| PROVIDED DATA |
____________________
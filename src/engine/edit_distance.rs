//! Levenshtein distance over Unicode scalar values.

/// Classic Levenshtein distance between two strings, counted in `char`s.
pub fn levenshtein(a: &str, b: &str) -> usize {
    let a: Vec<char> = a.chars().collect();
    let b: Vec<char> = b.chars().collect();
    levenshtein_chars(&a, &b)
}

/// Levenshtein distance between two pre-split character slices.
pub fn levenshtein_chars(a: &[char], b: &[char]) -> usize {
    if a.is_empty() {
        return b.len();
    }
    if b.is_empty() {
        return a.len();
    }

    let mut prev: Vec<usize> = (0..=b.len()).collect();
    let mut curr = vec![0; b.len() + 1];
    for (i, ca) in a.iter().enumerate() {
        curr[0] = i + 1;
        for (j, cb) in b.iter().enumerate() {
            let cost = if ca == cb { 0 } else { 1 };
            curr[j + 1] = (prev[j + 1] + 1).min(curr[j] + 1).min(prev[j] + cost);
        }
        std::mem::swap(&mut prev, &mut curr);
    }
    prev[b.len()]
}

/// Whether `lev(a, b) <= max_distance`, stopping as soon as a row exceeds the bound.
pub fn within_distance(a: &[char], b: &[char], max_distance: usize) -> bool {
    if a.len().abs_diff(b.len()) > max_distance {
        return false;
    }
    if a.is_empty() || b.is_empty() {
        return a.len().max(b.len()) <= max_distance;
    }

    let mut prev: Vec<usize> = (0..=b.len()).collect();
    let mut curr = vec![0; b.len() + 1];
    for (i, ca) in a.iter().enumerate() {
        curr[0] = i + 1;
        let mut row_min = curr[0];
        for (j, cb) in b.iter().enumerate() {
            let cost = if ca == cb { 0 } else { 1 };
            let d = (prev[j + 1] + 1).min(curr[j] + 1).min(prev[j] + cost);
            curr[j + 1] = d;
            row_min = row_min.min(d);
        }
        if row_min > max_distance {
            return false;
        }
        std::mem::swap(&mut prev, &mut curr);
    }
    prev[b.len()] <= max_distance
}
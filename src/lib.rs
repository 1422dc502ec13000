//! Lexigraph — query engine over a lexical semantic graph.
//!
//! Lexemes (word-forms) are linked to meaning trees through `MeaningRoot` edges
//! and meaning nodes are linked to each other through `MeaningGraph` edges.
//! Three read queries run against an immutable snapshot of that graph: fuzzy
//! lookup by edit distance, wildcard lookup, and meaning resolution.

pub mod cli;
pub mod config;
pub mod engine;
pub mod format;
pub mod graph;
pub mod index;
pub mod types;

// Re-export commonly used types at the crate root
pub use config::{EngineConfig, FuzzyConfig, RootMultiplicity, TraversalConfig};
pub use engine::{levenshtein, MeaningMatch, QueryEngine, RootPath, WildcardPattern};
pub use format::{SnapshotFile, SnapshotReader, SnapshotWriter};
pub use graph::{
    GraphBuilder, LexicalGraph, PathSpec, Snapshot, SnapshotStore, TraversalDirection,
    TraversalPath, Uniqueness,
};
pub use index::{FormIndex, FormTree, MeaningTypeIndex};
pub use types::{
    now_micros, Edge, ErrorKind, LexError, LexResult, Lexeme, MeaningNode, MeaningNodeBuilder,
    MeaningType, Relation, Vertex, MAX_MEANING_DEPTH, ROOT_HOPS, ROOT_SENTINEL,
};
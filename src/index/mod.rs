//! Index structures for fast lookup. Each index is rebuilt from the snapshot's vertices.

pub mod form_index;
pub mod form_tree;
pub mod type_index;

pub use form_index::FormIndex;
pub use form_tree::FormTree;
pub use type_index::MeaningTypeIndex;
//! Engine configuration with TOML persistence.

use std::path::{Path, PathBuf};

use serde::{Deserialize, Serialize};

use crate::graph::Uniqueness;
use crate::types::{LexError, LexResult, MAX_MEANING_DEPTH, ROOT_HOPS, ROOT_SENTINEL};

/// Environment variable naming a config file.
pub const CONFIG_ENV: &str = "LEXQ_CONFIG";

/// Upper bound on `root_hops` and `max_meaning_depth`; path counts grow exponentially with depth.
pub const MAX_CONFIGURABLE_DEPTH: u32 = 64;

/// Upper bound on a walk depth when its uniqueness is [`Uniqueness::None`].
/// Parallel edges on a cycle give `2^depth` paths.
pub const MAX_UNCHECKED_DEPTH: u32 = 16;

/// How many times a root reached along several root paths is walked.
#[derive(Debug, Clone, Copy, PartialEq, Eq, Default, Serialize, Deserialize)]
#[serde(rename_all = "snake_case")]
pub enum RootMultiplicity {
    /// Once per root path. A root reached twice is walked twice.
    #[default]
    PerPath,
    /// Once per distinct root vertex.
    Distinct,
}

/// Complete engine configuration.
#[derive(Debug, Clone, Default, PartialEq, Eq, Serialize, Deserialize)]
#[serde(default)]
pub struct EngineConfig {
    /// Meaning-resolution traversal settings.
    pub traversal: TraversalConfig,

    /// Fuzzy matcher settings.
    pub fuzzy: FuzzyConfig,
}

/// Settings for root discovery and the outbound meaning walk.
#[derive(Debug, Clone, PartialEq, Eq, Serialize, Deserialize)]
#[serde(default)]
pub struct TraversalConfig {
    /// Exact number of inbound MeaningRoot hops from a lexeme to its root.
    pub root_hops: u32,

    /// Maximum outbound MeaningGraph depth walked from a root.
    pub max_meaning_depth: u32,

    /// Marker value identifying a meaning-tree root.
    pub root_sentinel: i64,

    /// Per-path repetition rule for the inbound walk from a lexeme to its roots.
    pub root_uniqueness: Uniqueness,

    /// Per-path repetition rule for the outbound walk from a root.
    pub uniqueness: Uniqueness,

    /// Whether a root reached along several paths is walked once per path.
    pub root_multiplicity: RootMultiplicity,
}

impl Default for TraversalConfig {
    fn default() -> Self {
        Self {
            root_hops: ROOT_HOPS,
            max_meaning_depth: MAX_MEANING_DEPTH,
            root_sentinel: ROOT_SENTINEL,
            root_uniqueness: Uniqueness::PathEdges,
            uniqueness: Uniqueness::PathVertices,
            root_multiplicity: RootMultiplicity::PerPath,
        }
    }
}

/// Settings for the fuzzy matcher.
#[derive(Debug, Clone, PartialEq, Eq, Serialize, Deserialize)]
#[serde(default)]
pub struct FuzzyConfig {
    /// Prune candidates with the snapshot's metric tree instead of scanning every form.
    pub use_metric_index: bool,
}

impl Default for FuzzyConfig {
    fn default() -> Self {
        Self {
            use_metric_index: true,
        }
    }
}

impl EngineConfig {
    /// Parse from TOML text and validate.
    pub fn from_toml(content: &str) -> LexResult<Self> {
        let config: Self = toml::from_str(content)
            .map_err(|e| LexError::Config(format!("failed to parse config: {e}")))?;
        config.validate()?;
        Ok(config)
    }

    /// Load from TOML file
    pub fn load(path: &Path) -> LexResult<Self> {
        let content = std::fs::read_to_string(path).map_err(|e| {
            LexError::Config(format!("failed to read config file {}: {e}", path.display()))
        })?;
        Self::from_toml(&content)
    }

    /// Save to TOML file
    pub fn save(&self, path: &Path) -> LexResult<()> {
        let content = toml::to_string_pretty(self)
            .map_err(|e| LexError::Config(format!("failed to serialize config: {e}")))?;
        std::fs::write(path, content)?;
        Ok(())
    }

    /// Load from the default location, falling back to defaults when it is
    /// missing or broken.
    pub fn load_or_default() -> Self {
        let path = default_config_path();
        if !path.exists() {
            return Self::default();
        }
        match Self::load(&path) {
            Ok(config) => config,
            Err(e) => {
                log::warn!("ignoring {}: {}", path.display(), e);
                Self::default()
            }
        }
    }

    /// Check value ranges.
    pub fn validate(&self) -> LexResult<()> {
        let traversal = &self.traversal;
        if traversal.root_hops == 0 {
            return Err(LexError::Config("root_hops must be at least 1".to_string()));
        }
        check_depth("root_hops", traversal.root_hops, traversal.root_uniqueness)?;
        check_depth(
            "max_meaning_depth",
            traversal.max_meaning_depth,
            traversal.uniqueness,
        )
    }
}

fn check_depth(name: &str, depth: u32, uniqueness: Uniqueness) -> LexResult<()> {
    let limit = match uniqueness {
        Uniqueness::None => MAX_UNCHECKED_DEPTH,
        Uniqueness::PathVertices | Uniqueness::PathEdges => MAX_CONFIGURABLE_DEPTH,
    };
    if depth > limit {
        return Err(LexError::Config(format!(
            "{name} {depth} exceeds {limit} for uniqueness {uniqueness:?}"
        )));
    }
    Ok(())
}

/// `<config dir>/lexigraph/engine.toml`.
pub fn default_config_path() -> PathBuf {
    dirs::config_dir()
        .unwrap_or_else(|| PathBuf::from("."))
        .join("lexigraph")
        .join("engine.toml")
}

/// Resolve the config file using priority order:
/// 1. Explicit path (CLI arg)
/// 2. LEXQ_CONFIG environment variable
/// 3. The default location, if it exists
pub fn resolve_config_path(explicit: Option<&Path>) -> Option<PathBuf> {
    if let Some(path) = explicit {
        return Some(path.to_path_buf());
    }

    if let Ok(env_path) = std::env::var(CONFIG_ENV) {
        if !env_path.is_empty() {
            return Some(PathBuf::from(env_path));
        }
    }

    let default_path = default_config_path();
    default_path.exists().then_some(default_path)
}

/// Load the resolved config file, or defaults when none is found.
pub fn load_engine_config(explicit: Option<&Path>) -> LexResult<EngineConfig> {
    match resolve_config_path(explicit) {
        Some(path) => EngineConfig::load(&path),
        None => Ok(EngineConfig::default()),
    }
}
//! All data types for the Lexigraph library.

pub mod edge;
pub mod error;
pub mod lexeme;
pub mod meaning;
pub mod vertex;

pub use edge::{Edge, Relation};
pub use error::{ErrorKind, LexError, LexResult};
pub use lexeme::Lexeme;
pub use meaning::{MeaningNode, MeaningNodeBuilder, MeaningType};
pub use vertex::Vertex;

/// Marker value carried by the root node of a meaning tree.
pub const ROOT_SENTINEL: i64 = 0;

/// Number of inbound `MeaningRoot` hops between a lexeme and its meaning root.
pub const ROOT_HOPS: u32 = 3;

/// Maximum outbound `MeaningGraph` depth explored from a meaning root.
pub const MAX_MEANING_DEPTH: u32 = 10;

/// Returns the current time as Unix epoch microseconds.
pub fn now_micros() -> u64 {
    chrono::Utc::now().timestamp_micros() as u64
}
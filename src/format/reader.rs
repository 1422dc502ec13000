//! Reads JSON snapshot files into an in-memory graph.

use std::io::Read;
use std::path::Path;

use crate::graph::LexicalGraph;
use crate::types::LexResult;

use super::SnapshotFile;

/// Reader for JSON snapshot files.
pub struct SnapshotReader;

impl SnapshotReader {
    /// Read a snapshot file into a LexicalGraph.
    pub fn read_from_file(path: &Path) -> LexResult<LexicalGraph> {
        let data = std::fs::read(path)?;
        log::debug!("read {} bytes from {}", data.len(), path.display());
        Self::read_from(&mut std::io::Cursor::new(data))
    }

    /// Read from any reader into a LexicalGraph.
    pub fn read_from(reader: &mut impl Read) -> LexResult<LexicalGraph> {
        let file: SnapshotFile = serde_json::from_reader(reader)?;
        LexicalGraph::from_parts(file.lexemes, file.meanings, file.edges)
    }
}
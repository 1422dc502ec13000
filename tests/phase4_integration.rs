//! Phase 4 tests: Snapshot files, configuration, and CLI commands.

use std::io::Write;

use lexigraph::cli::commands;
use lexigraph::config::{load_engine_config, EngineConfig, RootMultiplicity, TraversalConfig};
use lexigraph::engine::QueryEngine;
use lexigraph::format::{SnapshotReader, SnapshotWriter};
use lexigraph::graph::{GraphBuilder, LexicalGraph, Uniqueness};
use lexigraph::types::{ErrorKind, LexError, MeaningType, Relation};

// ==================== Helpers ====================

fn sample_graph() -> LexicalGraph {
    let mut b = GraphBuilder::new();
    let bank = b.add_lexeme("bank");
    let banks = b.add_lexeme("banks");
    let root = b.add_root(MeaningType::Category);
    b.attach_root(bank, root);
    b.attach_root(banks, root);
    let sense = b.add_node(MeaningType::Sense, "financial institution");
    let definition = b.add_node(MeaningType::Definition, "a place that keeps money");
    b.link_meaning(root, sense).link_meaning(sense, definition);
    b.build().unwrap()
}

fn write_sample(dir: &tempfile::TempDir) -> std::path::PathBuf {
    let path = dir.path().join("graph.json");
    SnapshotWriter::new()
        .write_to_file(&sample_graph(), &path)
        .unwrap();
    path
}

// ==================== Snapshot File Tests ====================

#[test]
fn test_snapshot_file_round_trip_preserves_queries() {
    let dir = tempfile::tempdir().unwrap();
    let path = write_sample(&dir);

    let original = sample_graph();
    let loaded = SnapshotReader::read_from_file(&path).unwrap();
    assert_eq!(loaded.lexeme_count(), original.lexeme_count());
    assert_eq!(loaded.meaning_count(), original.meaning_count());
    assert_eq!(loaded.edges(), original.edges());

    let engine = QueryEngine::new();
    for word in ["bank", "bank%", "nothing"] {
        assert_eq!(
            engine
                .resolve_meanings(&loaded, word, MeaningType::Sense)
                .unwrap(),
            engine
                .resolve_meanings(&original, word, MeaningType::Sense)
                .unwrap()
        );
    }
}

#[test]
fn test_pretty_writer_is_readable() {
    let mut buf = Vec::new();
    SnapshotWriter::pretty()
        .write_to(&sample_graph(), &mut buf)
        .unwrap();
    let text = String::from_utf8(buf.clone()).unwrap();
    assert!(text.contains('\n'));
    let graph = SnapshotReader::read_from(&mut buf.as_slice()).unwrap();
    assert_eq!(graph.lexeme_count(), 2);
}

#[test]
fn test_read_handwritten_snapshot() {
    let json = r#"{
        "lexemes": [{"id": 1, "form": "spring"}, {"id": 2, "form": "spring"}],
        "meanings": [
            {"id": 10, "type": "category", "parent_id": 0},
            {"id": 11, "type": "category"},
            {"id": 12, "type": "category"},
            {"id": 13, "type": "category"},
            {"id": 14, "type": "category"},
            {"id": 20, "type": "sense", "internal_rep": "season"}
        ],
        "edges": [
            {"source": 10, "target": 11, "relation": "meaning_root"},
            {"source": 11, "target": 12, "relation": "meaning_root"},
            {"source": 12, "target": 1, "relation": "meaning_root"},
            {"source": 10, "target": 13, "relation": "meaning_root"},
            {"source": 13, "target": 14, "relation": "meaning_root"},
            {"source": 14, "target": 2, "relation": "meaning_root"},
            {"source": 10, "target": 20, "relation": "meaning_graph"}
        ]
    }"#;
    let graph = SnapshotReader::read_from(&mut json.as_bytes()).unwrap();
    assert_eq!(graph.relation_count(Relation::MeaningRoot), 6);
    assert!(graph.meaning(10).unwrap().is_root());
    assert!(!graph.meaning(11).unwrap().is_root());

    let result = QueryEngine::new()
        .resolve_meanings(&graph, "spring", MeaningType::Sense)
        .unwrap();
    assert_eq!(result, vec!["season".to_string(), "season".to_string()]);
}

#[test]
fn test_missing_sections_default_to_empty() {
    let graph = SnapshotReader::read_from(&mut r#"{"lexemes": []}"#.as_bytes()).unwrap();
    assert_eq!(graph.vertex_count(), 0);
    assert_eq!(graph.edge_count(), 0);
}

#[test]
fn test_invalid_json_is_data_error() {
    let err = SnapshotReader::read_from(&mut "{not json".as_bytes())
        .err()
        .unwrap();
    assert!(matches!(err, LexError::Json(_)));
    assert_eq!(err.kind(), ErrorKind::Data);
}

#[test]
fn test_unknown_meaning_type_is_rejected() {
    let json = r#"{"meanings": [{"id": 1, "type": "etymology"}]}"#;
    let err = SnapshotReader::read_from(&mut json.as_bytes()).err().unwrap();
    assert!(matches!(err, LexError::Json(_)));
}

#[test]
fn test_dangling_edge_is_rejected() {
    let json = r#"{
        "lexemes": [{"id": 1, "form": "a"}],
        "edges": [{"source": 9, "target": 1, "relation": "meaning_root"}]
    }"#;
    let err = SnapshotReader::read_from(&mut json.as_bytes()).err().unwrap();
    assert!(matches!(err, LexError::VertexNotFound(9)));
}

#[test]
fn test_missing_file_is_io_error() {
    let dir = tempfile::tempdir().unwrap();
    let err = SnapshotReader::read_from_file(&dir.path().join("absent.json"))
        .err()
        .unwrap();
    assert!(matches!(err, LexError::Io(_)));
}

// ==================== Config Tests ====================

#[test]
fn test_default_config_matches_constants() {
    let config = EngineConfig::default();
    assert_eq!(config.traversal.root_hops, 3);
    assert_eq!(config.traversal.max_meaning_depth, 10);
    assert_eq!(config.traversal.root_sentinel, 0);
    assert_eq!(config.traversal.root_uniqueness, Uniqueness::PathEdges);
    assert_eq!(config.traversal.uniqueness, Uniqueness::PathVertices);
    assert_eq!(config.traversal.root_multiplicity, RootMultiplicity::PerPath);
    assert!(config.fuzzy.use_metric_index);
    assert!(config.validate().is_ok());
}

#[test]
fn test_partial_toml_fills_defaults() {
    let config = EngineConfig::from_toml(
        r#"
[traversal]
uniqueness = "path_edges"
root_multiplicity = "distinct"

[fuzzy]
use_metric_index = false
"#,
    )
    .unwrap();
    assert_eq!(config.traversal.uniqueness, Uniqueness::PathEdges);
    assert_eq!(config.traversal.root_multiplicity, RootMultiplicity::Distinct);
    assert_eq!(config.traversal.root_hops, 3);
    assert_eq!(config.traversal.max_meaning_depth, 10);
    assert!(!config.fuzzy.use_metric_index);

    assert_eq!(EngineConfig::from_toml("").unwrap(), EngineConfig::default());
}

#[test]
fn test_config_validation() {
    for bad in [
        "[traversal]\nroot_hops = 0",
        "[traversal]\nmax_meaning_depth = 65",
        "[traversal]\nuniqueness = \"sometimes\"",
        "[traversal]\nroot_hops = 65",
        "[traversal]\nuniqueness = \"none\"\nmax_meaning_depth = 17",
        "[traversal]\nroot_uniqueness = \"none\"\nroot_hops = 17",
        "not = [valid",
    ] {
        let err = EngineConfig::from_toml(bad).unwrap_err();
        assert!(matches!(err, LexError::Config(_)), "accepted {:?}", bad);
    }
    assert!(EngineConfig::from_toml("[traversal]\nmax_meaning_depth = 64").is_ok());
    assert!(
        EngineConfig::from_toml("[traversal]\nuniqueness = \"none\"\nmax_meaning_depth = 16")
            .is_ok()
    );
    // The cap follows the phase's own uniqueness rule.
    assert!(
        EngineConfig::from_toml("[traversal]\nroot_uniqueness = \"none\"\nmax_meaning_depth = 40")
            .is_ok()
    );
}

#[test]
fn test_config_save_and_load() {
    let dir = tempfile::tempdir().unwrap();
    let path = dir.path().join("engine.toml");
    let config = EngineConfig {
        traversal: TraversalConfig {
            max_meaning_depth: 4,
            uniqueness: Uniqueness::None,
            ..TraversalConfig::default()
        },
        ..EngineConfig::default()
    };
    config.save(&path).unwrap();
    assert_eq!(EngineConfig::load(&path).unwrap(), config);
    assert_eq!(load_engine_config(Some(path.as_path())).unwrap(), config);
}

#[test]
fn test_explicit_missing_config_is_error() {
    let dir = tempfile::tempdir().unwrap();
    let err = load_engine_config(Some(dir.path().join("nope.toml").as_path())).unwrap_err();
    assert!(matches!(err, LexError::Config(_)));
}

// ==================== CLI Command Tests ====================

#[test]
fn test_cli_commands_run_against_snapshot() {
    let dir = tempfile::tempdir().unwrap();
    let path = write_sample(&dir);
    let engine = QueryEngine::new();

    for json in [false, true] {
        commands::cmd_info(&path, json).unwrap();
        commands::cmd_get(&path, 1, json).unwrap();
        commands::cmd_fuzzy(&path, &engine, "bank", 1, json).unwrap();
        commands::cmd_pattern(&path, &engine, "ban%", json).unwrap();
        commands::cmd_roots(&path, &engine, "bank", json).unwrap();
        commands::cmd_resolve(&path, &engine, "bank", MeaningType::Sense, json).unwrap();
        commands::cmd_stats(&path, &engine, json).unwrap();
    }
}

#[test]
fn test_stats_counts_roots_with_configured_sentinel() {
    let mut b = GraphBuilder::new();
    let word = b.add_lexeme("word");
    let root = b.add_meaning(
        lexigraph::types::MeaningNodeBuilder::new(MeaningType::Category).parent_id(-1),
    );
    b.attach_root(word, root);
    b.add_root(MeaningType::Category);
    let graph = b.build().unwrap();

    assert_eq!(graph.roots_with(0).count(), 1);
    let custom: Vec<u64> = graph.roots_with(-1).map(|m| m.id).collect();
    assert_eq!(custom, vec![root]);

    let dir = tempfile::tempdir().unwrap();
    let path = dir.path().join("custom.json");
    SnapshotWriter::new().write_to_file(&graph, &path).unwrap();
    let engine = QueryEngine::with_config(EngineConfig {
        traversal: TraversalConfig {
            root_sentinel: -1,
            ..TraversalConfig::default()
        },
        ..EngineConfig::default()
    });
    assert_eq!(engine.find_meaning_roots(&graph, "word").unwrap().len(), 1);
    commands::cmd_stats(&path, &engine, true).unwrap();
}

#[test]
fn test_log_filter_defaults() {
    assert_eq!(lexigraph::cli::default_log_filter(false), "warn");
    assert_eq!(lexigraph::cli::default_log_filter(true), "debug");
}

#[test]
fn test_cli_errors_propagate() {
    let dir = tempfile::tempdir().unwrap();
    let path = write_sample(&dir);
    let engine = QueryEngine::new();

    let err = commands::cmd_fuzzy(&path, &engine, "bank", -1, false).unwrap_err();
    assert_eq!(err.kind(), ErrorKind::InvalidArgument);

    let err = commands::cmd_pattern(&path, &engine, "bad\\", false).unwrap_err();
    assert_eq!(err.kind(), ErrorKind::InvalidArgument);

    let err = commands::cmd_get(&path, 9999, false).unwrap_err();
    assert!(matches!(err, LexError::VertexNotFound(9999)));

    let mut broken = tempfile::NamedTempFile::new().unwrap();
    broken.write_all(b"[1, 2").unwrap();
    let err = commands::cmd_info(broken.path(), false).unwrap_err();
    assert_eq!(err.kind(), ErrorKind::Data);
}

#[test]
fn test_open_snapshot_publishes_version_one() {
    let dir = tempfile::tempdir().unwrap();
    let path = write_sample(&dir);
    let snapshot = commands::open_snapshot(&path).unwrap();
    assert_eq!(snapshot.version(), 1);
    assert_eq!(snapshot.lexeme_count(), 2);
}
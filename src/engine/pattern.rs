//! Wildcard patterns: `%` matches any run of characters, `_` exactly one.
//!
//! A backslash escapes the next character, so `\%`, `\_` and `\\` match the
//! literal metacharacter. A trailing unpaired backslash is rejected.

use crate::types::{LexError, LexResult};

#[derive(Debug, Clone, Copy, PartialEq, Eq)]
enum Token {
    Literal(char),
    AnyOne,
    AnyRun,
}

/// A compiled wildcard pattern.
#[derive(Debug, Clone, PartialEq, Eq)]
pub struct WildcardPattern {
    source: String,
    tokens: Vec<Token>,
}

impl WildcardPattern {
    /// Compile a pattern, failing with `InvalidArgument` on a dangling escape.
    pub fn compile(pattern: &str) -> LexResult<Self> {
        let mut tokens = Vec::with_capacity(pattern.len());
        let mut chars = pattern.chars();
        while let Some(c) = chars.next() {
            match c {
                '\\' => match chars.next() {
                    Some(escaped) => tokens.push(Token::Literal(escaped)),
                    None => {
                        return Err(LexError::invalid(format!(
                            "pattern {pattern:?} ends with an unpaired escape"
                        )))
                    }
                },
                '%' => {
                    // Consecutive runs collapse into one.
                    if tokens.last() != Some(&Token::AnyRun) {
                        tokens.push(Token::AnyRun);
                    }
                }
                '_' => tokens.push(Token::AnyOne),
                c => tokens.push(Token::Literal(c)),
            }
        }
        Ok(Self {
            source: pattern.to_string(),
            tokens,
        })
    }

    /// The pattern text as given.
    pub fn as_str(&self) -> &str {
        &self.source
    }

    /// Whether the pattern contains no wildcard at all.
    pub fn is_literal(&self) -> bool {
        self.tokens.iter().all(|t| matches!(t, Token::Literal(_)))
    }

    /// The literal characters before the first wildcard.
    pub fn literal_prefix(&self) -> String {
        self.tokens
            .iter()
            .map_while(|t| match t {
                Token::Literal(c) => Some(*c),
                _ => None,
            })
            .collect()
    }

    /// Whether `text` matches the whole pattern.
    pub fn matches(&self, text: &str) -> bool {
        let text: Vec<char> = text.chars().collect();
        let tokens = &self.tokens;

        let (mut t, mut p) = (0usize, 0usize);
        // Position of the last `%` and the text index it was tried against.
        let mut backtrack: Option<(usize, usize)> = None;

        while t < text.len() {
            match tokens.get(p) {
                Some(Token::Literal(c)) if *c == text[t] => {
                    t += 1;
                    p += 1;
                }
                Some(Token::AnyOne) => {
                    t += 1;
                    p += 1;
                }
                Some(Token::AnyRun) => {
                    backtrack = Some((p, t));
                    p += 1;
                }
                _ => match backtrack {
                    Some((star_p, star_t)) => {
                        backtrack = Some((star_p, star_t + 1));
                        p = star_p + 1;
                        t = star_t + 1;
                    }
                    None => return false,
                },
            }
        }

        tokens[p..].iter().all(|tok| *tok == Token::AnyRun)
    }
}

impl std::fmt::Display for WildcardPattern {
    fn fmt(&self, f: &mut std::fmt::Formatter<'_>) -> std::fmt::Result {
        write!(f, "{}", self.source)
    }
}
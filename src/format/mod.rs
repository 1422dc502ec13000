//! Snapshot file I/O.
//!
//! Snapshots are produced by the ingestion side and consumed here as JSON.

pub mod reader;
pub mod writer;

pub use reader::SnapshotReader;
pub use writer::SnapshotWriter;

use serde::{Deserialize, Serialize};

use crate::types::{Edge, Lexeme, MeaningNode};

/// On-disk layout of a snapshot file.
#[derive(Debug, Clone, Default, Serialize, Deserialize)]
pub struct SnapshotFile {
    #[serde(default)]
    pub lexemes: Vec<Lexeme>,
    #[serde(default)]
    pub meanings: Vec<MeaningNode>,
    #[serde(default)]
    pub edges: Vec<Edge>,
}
____________________
| TASK DIRECTIONS |
Could you reproduce exactly the lines of the entries above, from the one with "the crate root" through the one with "exponentially with depth.", and nothing else?

| WRITTEN RESPONSE |
// Re-export commonly used types at the crate root
pub use config::{EngineConfig, FuzzyConfig, RootMultiplicity, TraversalConfig};
pub use engine::{levenshtein, MeaningMatch, QueryEngine, RootPath, WildcardPattern};
pub use format::{SnapshotFile, SnapshotReader, SnapshotWriter};
pub use graph::{
    GraphBuilder, LexicalGraph, PathSpec, Snapshot, SnapshotStore, TraversalDirection,
    TraversalPath, Uniqueness,
};
pub use index::{FormIndex, FormTree, MeaningTypeIndex};
pub use types::{
    now_micros, Edge, ErrorKind, LexError, LexResult, Lexeme, MeaningNode, MeaningNodeBuilder,
    MeaningType, Relation, Vertex, MAX_MEANING_DEPTH, ROOT_HOPS, ROOT_SENTINEL,
};
filename src/index/mod.rs
//! Index structures for fast lookup. Each index is rebuilt from the snapshot's vertices.

pub mod form_index;
pub mod form_tree;
pub mod type_index;

pub use form_index::FormIndex;
pub use form_tree::FormTree;
pub use type_index::MeaningTypeIndex;
//! Engine configuration with TOML persistence.

use std::path::{Path, PathBuf};

use serde::{Deserialize, Serialize};

use crate::graph::Uniqueness;
use crate::types::{LexError, LexResult, MAX_MEANING_DEPTH, ROOT_HOPS, ROOT_SENTINEL};

/// Environment variable naming a config file.
pub const CONFIG_ENV: &str = "LEXQ_CONFIG";

/// Upper bound on `root_hops` and `max_meaning_depth`; path counts grow exponentially with depth.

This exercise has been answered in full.